[Material provided — start]
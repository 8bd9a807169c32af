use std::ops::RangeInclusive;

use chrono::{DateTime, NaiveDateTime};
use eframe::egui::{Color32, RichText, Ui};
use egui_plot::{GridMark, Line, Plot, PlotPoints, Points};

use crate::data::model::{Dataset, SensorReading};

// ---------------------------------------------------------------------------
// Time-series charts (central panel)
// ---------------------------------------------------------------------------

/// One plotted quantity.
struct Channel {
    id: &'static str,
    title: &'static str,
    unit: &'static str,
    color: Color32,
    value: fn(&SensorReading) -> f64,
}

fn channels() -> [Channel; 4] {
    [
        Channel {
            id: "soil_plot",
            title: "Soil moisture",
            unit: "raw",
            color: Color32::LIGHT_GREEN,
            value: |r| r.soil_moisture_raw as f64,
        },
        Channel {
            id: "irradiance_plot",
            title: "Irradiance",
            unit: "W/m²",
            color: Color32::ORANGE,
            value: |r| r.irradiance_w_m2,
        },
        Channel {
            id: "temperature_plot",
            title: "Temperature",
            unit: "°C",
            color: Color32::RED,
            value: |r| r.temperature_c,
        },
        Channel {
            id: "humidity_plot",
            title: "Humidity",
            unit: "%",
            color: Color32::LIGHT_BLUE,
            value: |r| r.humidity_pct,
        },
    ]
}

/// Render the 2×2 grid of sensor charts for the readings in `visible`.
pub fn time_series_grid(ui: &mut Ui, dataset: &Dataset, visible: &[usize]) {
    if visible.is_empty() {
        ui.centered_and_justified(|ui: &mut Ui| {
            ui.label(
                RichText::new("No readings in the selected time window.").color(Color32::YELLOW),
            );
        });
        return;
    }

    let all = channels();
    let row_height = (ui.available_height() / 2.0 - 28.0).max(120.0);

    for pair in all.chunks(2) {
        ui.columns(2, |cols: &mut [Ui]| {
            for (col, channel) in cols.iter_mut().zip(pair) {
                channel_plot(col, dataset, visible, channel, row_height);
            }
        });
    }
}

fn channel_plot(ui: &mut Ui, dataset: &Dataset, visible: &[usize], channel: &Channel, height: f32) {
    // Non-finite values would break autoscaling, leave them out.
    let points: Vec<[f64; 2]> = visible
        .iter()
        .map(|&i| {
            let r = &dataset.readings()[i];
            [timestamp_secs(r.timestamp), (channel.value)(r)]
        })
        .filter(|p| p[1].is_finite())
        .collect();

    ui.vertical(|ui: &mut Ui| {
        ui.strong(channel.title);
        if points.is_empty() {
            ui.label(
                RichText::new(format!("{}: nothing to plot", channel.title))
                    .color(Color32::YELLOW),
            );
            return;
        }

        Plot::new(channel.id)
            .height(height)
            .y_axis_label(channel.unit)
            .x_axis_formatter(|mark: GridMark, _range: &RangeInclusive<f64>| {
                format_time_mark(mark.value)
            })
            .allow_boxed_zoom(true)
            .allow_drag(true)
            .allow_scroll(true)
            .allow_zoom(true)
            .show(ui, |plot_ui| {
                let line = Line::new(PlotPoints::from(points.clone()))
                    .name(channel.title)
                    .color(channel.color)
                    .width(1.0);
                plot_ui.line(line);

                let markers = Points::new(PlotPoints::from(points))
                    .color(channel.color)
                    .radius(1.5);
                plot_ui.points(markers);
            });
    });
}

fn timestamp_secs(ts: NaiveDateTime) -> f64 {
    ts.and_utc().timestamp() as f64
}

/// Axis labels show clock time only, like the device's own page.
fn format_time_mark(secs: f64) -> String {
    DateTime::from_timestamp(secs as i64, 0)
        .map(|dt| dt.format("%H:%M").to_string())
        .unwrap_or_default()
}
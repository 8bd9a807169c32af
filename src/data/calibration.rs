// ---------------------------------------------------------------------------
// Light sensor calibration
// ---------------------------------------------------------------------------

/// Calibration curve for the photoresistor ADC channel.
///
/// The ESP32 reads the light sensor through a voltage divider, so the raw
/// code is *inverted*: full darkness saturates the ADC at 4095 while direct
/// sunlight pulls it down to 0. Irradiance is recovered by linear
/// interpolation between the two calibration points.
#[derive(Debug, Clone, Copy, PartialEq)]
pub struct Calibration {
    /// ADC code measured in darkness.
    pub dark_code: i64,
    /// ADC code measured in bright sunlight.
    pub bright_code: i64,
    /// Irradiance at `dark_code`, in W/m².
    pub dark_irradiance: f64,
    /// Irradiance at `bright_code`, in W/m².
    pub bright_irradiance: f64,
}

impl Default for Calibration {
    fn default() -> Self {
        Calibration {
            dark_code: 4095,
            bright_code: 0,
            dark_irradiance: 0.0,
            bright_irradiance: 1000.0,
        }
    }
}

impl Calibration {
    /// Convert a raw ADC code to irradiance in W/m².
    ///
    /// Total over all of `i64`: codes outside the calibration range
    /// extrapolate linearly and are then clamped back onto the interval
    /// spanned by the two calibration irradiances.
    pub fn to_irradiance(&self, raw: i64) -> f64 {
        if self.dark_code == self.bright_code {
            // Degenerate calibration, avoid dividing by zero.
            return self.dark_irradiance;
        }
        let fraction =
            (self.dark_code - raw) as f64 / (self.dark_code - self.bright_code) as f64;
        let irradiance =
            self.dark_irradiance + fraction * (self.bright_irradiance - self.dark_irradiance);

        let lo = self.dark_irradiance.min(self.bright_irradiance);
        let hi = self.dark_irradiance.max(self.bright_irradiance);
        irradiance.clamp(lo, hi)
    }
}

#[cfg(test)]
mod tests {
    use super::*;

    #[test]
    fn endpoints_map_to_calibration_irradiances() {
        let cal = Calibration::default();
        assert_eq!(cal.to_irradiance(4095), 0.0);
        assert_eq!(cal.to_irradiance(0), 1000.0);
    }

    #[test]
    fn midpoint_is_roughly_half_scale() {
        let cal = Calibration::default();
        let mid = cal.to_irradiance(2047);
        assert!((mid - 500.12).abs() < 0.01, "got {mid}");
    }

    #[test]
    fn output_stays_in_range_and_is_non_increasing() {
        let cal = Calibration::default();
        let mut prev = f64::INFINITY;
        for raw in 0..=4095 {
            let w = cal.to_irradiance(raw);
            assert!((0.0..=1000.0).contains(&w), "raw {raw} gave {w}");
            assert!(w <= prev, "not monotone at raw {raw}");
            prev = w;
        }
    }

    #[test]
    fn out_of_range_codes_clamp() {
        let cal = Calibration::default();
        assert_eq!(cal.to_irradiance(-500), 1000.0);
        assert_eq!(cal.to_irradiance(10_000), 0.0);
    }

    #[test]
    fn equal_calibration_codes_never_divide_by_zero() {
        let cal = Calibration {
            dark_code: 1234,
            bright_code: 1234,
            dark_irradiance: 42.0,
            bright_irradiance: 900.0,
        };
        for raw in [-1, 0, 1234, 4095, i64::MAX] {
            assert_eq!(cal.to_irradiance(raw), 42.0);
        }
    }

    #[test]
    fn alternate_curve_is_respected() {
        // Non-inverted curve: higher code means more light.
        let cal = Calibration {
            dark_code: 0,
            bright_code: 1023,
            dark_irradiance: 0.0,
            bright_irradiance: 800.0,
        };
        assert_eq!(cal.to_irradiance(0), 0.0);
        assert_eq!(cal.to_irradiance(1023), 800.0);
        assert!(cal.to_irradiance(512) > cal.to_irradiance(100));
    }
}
[Material provided — finish]
#### Work order
Copy each entry exactly, leaving every line as it is.

#### Exercise result
repository 8bd9a807169c32af
use std::ops::RangeInclusive;

use chrono::{DateTime, NaiveDateTime};
use eframe::egui::{Color32, RichText, Ui};
use egui_plot::{GridMark, Line, Plot, PlotPoints, Points};

use crate::data::model::{Dataset, SensorReading};

// ---------------------------------------------------------------------------
// Time-series charts (central panel)
// ---------------------------------------------------------------------------

/// One plotted quantity.
struct Channel {
    id: &'static str,
    title: &'static str,
    unit: &'static str,
    color: Color32,
    value: fn(&SensorReading) -> f64,
}

fn channels() -> [Channel; 4] {
    [
        Channel {
            id: "soil_plot",
            title: "Soil moisture",
            unit: "raw",
            color: Color32::LIGHT_GREEN,
            value: |r| r.soil_moisture_raw as f64,
        },
        Channel {
            id: "irradiance_plot",
            title: "Irradiance",
            unit: "W/m²",
            color: Color32::ORANGE,
            value: |r| r.irradiance_w_m2,
        },
        Channel {
            id: "temperature_plot",
            title: "Temperature",
            unit: "°C",
            color: Color32::RED,
            value: |r| r.temperature_c,
        },
        Channel {
            id: "humidity_plot",
            title: "Humidity",
            unit: "%",
            color: Color32::LIGHT_BLUE,
            value: |r| r.humidity_pct,
        },
    ]
}

/// Render the 2×2 grid of sensor charts for the readings in `visible`.
pub fn time_series_grid(ui: &mut Ui, dataset: &Dataset, visible: &[usize]) {
    if visible.is_empty() {
        ui.centered_and_justified(|ui: &mut Ui| {
            ui.label(
                RichText::new("No readings in the selected time window.").color(Color32::YELLOW),
            );
        });
        return;
    }

    let all = channels();
    let row_height = (ui.available_height() / 2.0 - 28.0).max(120.0);

    for pair in all.chunks(2) {
        ui.columns(2, |cols: &mut [Ui]| {
            for (col, channel) in cols.iter_mut().zip(pair) {
                channel_plot(col, dataset, visible, channel, row_height);
            }
        });
    }
}

fn channel_plot(ui: &mut Ui, dataset: &Dataset, visible: &[usize], channel: &Channel, height: f32) {
    // Non-finite values would break autoscaling, leave them out.
    let points: Vec<[f64; 2]> = visible
        .iter()
        .map(|&i| {
            let r = &dataset.readings()[i];
            [timestamp_secs(r.timestamp), (channel.value)(r)]
        })
        .filter(|p| p[1].is_finite())
        .collect();

    ui.vertical(|ui: &mut Ui| {
        ui.strong(channel.title);
        if points.is_empty() {
            ui.label(
                RichText::new(format!("{}: nothing to plot", channel.title))
                    .color(Color32::YELLOW),
            );
            return;
        }

        Plot::new(channel.id)
            .height(height)
            .y_axis_label(channel.unit)
            .x_axis_formatter(|mark: GridMark, _range: &RangeInclusive<f64>| {
                format_time_mark(mark.value)
            })
            .allow_boxed_zoom(true)
            .allow_drag(true)
            .allow_scroll(true)
            .allow_zoom(true)
            .show(ui, |plot_ui| {
                let line = Line::new(PlotPoints::from(points.clone()))
                    .name(channel.title)
                    .color(channel.color)
                    .width(1.0);
                plot_ui.line(line);

                let markers = Points::new(PlotPoints::from(points))
                    .color(channel.color)
                    .radius(1.5);
                plot_ui.points(markers);
            });
    });
}

fn timestamp_secs(ts: NaiveDateTime) -> f64 {
    ts.and_utc().timestamp() as f64
}

/// Axis labels show clock time only, like the device's own page.
fn format_time_mark(secs: f64) -> String {
    DateTime::from_timestamp(secs as i64, 0)
        .map(|dt| dt.format("%H:%M").to_string())
        .unwrap_or_default()
}
repository 8bd9a807169c32af
filename src/data/calibration.rs
// ---------------------------------------------------------------------------
// Light sensor calibration
// ---------------------------------------------------------------------------

/// Calibration curve for the photoresistor ADC channel.
///
/// The ESP32 reads the light sensor through a voltage divider, so the raw
/// code is *inverted*: full darkness saturates the ADC at 4095 while direct
/// sunlight pulls it down to 0. Irradiance is recovered by linear
/// interpolation between the two calibration points.
#[derive(Debug, Clone, Copy, PartialEq)]
pub struct Calibration {
    /// ADC code measured in darkness.
    pub dark_code: i64,
    /// ADC code measured in bright sunlight.
    pub bright_code: i64,
    /// Irradiance at `dark_code`, in W/m².
    pub dark_irradiance: f64,
    /// Irradiance at `bright_code`, in W/m².
    pub bright_irradiance: f64,
}

impl Default for Calibration {
    fn default() -> Self {
        Calibration {
            dark_code: 4095,
            bright_code: 0,
            dark_irradiance: 0.0,
            bright_irradiance: 1000.0,
        }
    }
}

impl Calibration {
    /// Convert a raw ADC code to irradiance in W/m².
    ///
    /// Total over all of `i64`: codes outside the calibration range
    /// extrapolate linearly and are then clamped back onto the interval
    /// spanned by the two calibration irradiances.
    pub fn to_irradiance(&self, raw: i64) -> f64 {
        if self.dark_code == self.bright_code {
            // Degenerate calibration, avoid dividing by zero.
            return self.dark_irradiance;
        }
        let fraction =
            (self.dark_code - raw) as f64 / (self.dark_code - self.bright_code) as f64;
        let irradiance =
            self.dark_irradiance + fraction * (self.bright_irradiance - self.dark_irradiance);

        let lo = self.dark_irradiance.min(self.bright_irradiance);
        let hi = self.dark_irradiance.max(self.bright_irradiance);
        irradiance.clamp(lo, hi)
    }
}

#[cfg(test)]
mod tests {
    use super::*;

    #[test]
    fn endpoints_map_to_calibration_irradiances() {
        let cal = Calibration::default();
        assert_eq!(cal.to_irradiance(4095), 0.0);
        assert_eq!(cal.to_irradiance(0), 1000.0);
    }

    #[test]
    fn midpoint_is_roughly_half_scale() {
        let cal = Calibration::default();
        let mid = cal.to_irradiance(2047);
        assert!((mid - 500.12).abs() < 0.01, "got {mid}");
    }

    #[test]
    fn output_stays_in_range_and_is_non_increasing() {
        let cal = Calibration::default();
        let mut prev = f64::INFINITY;
        for raw in 0..=4095 {
            let w = cal.to_irradiance(raw);
            assert!((0.0..=1000.0).contains(&w), "raw {raw} gave {w}");
            assert!(w <= prev, "not monotone at raw {raw}");
            prev = w;
        }
    }

    #[test]
    fn out_of_range_codes_clamp() {
        let cal = Calibration::default();
        assert_eq!(cal.to_irradiance(-500), 1000.0);
        assert_eq!(cal.to_irradiance(10_000), 0.0);
    }

    #[test]
    fn equal_calibration_codes_never_divide_by_zero() {
        let cal = Calibration {
            dark_code: 1234,
            bright_code: 1234,
            dark_irradiance: 42.0,
            bright_irradiance: 900.0,
        };
        for raw in [-1, 0, 1234, 4095, i64::MAX] {
            assert_eq!(cal.to_irradiance(raw), 42.0);
        }
    }

    #[test]
    fn alternate_curve_is_respected() {
        // Non-inverted curve: higher code means more light.
        let cal = Calibration {
            dark_code: 0,
            bright_code: 1023,
            dark_irradiance: 0.0,
            bright_irradiance: 800.0,
        };
        assert_eq!(cal.to_irradiance(0), 0.0);
        assert_eq!(cal.to_irradiance(1023), 800.0);
        assert!(cal.to_irradiance(512) > cal.to_irradiance(100));
    }
}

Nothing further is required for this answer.